SSD: MED/07 – Microbiologia e
Microbiologia Clinica
Responsabile della ricerca:
Vincenzo Di Pilato
Finanziamento: FRA 2019
Descrizione
La diffusione di batteri patogeni multi-resistenti (MDR) rappresenta una minaccia crescente a livello ospedaliero che ha ormai assunto le dimensioni di un grave problema di salute pubblica. Gli Enterococchi resistenti alla vancomicina (VRE), principalmente Enterococccus faecium, sono tra i germi MDR che più di frequente causano infezioni gravi in ambito nosocomiale e sono considerati dall’Organizzazione Mondiale della Sanità come patogeni verso i quali risulta prioritario intraprendere azioni concrete per limitarne la diffusione.
Per meglio comprendere le dinamiche di diffusione dei VRE, al fine di implementare efficaci programmi di sorveglianza, di controllo e di terapia empirica, risultano fondamentali studi di genotipizzazione.
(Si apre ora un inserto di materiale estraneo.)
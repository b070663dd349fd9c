use std::sync::Arc;

use futures::future::join_all;
use tracing::{debug, warn};

use crate::{geopoint::GeoPoint, model::trip_id::TripId};

use super::{
    route_polyline::{PolylineSource, RoutePolyline, RoutePolylines},
    routing_service::RoutingService,
};

/// Turns waypoints into road following polylines.
///
/// Resolution never fails: whenever the routing service cannot produce a
/// usable path the waypoints are returned unchanged and the simulation
/// runs along straight segments instead.
pub struct RouteResolver<S> {
    service: S,
}

impl<S> RouteResolver<S>
where
    S: RoutingService,
{
    pub fn new(service: S) -> Self {
        Self { service }
    }

    pub async fn resolve(&self, waypoints: &[GeoPoint]) -> RoutePolyline {
        if waypoints.len() < 2 {
            return RoutePolyline::straight(waypoints.to_vec());
        }

        match self.service.route(waypoints).await {
            Ok(path) if path.len() >= 2 => {
                debug!(
                    "Resolved {} waypoints into {} points",
                    waypoints.len(),
                    path.len()
                );
                RoutePolyline::new(pin_endpoints(path, waypoints), PolylineSource::Road)
            }
            Ok(path) => {
                warn!(
                    "Routing service returned {} points, using straight segments",
                    path.len()
                );
                RoutePolyline::straight(waypoints.to_vec())
            }
            Err(err) => {
                warn!("Routing service failed, using straight segments: {}", err);
                RoutePolyline::straight(waypoints.to_vec())
            }
        }
    }

    /// Resolves every trip concurrently, one service call per trip.
    pub async fn resolve_all<I>(&self, trips: I) -> RoutePolylines
    where
        I: IntoIterator<Item = (TripId, Vec<GeoPoint>)>,
    {
        let resolutions = trips.into_iter().map(|(trip_id, waypoints)| async move {
            let polyline = self.resolve(&waypoints).await;
            (trip_id, Arc::new(polyline))
        });

        join_all(resolutions).await.into_iter().collect()
    }
}

/// Snapped road geometry may start or end a few meters away from the
/// requested waypoints, the path must still begin and end on them.
fn pin_endpoints(mut path: Vec<GeoPoint>, waypoints: &[GeoPoint]) -> Vec<GeoPoint> {
    if let Some(&first) = waypoints.first() {
        if path.first() != Some(&first) {
            path.insert(0, first);
        }
    }

    if let Some(&last) = waypoints.last() {
        if path.last() != Some(&last) {
            path.push(last);
        }
    }

    path
}
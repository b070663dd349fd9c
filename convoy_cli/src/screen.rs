use convoy_engine::{
    coordinator::{
        simulation_error::SimulationError, system_of_record::SystemOfRecord,
        trip_state_coordinator::StartedBatch,
    },
    routing::routing_service::RoutingService,
    simulation::session_store::SessionEvent,
    view::{map_scene::MapScene, operational_view::OperationalView, tracking_view::TrackingView},
};
use tokio::sync::mpsc::UnboundedReceiver;
use tracing::{info, warn};

use crate::render::{self, TripBars};

/// What the simulation runner needs from a view.
pub trait Screen {
    async fn apply(&mut self, event: &SessionEvent) -> anyhow::Result<bool>;
    async fn start(&self) -> Result<StartedBatch, SimulationError>;
    fn cancel(&self);
    fn events(&mut self) -> UnboundedReceiver<SessionEvent>;
    fn scene(&self) -> MapScene;
}

impl<B, S> Screen for TrackingView<B, S>
where
    B: SystemOfRecord,
    S: RoutingService,
{
    async fn apply(&mut self, event: &SessionEvent) -> anyhow::Result<bool> {
        TrackingView::apply(self, event).await
    }

    async fn start(&self) -> Result<StartedBatch, SimulationError> {
        TrackingView::start(self).await
    }

    fn cancel(&self) {
        TrackingView::cancel(self)
    }

    fn events(&mut self) -> UnboundedReceiver<SessionEvent> {
        TrackingView::events(self)
    }

    fn scene(&self) -> MapScene {
        TrackingView::scene(self)
    }
}

impl<B, S> Screen for OperationalView<B, S>
where
    B: SystemOfRecord,
    S: RoutingService,
{
    async fn apply(&mut self, event: &SessionEvent) -> anyhow::Result<bool> {
        OperationalView::apply(self, event).await
    }

    async fn start(&self) -> Result<StartedBatch, SimulationError> {
        OperationalView::start(self).await
    }

    fn cancel(&self) {
        OperationalView::cancel(self)
    }

    fn events(&mut self) -> UnboundedReceiver<SessionEvent> {
        OperationalView::events(self)
    }

    fn scene(&self) -> MapScene {
        OperationalView::scene(self)
    }
}

/// Starts a batch on `screen` and follows it until the backend confirms the
/// delivery, the sync fails, or Ctrl-C cancels it.
pub async fn run_simulation<V: Screen>(screen: &mut V) -> anyhow::Result<()> {
    let mut events = screen.events();

    let started = screen.start().await?;
    info!("{}", started.ack.message);

    let bars = TripBars::new(&started.trip_ids, &screen.scene())?;

    let ctrl_c = tokio::signal::ctrl_c();
    tokio::pin!(ctrl_c);

    loop {
        tokio::select! {
            event = events.recv() => {
                let Some(event) = event else {
                    break;
                };

                match event {
                    SessionEvent::Progress { progress, positions, .. } => {
                        bars.update(progress, &positions);
                    }
                    SessionEvent::Completed { .. } => {
                        bars.finish();
                        info!("Vehicles reached the depot, recording the delivery");
                    }
                    SessionEvent::Synced { ref message, .. } => {
                        info!("{}", message);
                        screen.apply(&event).await?;
                        render::print_scene(&screen.scene());
                        break;
                    }
                    SessionEvent::SyncFailed { trip_ids, error, .. } => {
                        bars.finish();
                        let ids = trip_ids
                            .iter()
                            .map(|id| id.to_string())
                            .collect::<Vec<_>>()
                            .join(",");
                        anyhow::bail!(
                            "Delivery was not recorded ({}), retry with `convoy complete {}`",
                            error,
                            ids
                        );
                    }
                    SessionEvent::Started { .. } | SessionEvent::Cancelled { .. } => {}
                }
            }
            _ = &mut ctrl_c => {
                screen.cancel();
                bars.abandon();
                warn!("Simulation cancelled, trips stay in transit");
                break;
            }
        }
    }

    Ok(())
}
Ad oggi, il sequenziamento dell’intero cromosoma batterico (whole-genome sequencing, WGS) mediante nuove tecnologie di sequenziamento rappresenta la metodica gold-standard per la genotipizzazione batterica.
Attraverso il WGS tutta l’informazione genetica del microrganismo è resa disponibile, ed è possibile ottenere importanti informazioni circa le caratteristiche filogenetiche dei microrganismi patogeni (presenza di cloni batterici definiti ad alto rischio) e circa l’epidemiologia molecolare dei geni di virulenza e di resistenza agli antibiotici, soprattutto quelli di ultima risorsa (ad esempio oxazolidinoni).
Lo scopo di questo progetto è quello di caratterizzare, utilizzando un approccio WGS, ceppi di VRE isolati da emocoltura presso l’Ospedale Policlinico S. Martino, al fine di comprenderne le dinamiche di diffusione e l’epidemiologia molecolare dei meccanismi di resistenza ai glicopeptidi e agli antibiotici di ultima introduzione.